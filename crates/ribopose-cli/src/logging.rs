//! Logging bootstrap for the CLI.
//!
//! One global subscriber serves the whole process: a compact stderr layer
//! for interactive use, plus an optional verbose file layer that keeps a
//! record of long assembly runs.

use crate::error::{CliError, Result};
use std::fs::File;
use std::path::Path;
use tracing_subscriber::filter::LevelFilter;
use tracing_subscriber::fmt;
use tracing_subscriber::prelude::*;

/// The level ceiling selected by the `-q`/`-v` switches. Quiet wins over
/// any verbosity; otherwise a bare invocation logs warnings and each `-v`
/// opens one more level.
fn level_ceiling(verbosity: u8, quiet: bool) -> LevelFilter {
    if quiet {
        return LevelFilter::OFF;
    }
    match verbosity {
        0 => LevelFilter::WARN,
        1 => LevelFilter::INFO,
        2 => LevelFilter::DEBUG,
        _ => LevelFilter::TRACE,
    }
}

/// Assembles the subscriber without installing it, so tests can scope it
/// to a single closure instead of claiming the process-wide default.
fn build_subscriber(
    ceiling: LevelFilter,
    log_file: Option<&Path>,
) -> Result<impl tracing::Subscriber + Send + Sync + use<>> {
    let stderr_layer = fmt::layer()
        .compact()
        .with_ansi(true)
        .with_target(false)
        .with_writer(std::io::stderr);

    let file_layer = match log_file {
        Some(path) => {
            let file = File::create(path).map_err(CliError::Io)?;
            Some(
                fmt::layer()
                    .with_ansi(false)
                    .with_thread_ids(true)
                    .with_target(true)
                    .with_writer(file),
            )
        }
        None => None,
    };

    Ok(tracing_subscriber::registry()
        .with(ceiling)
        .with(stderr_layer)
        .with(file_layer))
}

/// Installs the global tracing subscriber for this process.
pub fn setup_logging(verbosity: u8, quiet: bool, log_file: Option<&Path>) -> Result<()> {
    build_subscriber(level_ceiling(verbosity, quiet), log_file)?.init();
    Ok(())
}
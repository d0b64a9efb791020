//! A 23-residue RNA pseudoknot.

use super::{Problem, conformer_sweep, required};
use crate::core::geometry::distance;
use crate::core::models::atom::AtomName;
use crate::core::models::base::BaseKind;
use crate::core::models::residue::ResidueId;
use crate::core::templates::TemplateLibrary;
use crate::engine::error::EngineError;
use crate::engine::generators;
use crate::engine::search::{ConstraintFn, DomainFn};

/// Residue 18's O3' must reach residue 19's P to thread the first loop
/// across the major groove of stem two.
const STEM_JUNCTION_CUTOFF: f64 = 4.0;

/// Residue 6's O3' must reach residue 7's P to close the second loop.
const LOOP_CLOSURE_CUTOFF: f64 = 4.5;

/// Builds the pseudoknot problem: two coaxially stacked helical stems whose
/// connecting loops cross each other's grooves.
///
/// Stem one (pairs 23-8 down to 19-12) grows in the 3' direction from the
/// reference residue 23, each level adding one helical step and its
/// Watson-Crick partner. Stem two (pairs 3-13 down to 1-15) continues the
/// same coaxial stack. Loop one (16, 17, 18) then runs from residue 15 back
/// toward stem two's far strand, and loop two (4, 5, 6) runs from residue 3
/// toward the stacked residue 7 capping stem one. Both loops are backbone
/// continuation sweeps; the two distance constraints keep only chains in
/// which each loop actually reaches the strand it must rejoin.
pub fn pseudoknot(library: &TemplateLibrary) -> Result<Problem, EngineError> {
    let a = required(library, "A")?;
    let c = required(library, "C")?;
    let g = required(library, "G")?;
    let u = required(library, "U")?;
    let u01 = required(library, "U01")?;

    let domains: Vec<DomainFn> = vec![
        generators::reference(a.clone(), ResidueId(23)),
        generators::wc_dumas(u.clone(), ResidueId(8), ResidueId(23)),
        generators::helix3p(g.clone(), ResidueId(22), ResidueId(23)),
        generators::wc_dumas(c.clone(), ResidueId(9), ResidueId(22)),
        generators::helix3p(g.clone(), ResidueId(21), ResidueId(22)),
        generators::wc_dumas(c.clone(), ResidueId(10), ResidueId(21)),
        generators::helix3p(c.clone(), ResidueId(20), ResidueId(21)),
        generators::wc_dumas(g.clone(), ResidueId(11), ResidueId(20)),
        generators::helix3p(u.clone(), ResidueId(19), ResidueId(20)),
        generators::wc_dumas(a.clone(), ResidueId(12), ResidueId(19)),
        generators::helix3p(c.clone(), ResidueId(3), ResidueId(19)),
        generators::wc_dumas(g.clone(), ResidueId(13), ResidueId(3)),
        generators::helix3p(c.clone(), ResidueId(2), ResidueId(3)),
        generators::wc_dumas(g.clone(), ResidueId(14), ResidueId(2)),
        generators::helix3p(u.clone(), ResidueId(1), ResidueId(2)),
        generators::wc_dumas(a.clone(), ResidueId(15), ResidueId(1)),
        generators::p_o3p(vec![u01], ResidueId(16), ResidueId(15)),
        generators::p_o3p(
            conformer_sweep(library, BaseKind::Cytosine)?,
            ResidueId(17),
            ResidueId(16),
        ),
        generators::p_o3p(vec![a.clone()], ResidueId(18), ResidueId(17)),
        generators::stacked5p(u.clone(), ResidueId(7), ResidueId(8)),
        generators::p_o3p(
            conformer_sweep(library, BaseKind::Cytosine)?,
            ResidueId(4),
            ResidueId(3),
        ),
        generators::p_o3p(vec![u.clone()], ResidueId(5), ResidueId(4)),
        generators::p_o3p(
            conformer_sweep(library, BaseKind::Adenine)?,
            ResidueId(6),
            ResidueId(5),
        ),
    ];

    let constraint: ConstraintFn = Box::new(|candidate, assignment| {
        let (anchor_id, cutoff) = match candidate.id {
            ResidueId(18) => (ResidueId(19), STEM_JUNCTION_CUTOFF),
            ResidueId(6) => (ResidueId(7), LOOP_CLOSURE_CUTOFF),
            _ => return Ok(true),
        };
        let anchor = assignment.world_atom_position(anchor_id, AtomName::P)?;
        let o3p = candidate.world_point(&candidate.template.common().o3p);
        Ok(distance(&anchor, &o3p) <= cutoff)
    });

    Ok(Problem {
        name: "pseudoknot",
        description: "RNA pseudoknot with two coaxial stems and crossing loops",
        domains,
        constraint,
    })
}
★ ★ ★
_REQUIREMENT_.
Look through the records above and please copy every line in which the string "strand" occurs.

_SOLUTION FOR THIS PROBLEM_.
/// toward stem two's far strand, and loop two (4, 5, 6) runs from residue 3
/// which each loop actually reaches the strand it must rejoin.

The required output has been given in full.